[Data records]
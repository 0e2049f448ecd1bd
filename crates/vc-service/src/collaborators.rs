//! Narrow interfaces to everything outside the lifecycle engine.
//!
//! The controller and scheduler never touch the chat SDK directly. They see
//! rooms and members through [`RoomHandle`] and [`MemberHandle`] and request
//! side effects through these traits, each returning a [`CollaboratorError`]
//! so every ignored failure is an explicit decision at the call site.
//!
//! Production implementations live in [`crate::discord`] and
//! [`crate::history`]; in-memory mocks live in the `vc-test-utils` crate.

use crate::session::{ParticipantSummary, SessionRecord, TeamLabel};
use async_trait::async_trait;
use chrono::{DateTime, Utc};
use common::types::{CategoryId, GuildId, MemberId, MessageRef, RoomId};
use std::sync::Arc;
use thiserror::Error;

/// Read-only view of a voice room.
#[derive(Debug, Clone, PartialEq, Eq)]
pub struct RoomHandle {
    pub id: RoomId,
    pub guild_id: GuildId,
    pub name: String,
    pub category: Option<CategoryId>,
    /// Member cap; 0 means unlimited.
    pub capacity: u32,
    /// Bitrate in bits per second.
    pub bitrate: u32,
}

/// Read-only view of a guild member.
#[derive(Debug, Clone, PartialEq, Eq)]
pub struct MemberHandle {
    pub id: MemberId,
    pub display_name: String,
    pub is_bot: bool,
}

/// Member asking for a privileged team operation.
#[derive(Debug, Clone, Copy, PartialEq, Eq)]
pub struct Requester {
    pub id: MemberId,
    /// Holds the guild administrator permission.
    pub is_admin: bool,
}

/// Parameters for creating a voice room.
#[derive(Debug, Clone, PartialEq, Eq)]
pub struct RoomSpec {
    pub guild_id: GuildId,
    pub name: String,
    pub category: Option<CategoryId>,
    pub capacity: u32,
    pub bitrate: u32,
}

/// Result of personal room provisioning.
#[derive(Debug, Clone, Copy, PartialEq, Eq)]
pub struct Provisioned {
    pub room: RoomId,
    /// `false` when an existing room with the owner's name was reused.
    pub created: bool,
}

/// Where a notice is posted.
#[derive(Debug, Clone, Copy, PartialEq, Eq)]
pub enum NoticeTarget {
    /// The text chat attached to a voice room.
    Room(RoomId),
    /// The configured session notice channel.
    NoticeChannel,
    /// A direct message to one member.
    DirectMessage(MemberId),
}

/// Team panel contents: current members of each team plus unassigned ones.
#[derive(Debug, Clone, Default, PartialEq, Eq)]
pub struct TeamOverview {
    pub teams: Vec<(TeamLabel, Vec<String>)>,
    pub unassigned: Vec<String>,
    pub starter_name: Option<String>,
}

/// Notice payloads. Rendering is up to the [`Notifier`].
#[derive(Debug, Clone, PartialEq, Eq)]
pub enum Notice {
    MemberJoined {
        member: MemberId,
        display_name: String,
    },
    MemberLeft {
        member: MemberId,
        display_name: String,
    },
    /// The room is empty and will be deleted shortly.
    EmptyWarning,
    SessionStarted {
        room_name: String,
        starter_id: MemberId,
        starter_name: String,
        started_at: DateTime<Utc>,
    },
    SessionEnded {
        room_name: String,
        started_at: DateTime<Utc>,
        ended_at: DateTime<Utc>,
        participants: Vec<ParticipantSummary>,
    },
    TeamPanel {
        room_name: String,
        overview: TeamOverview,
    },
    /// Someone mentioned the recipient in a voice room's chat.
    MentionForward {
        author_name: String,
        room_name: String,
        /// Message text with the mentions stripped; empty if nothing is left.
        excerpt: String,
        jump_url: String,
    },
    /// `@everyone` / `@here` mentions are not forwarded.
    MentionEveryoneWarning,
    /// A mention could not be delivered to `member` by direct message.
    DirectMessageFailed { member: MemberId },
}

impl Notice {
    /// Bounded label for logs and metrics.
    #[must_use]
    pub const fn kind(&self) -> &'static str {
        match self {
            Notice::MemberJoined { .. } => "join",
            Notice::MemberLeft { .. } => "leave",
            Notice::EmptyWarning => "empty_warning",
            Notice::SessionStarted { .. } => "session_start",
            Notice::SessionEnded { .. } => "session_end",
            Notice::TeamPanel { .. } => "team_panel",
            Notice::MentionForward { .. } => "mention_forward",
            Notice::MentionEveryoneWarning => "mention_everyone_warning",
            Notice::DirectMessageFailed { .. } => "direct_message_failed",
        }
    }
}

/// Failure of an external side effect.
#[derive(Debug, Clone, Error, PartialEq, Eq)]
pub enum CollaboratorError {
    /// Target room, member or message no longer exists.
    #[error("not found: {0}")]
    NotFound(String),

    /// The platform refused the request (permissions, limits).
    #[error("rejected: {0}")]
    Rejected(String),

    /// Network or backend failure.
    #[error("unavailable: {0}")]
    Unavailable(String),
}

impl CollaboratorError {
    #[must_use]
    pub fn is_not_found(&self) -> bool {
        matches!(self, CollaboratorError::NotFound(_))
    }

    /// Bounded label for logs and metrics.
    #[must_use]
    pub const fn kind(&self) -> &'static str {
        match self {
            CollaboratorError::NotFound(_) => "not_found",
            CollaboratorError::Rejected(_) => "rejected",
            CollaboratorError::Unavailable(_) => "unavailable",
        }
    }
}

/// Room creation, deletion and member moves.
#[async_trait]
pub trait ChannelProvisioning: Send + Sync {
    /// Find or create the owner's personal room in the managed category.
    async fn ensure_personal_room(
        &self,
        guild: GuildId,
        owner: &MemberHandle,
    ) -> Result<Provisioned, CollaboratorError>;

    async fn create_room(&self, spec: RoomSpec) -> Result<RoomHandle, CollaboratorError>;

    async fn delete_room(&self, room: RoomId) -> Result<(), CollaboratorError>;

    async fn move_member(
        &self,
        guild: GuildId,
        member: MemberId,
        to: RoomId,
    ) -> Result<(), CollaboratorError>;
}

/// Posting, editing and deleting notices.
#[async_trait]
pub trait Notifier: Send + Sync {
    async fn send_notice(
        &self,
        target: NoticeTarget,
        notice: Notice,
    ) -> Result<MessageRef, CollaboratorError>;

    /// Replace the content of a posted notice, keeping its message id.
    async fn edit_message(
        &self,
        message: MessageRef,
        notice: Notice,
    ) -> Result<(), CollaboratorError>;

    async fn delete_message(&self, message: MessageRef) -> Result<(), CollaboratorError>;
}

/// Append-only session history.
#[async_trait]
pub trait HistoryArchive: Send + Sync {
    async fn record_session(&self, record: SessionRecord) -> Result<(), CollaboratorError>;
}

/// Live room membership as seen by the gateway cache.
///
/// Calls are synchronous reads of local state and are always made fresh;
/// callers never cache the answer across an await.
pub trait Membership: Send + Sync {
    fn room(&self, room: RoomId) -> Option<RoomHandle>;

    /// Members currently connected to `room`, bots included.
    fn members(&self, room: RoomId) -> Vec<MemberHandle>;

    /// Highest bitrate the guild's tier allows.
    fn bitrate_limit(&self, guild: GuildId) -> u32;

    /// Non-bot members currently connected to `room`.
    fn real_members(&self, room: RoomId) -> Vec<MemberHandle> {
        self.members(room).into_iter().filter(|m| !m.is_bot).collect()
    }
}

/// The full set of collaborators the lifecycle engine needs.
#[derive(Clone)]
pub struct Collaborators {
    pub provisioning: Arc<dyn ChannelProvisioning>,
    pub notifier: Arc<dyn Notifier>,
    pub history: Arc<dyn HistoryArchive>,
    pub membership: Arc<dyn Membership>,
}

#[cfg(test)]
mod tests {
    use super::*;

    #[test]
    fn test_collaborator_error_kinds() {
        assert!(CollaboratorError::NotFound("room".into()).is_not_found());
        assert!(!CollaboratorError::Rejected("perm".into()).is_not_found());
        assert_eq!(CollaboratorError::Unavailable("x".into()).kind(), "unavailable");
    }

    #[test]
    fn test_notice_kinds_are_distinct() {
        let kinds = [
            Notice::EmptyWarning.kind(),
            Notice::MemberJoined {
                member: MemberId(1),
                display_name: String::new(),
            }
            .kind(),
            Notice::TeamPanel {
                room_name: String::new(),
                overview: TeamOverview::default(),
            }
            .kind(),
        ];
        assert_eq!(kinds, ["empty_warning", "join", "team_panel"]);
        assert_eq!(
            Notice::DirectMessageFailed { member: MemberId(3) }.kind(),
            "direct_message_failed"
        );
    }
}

▶ [What to do]: What is the number of lines above that contain "HistoryArchive"? Reply with that number only.

▶ [Task output]: 2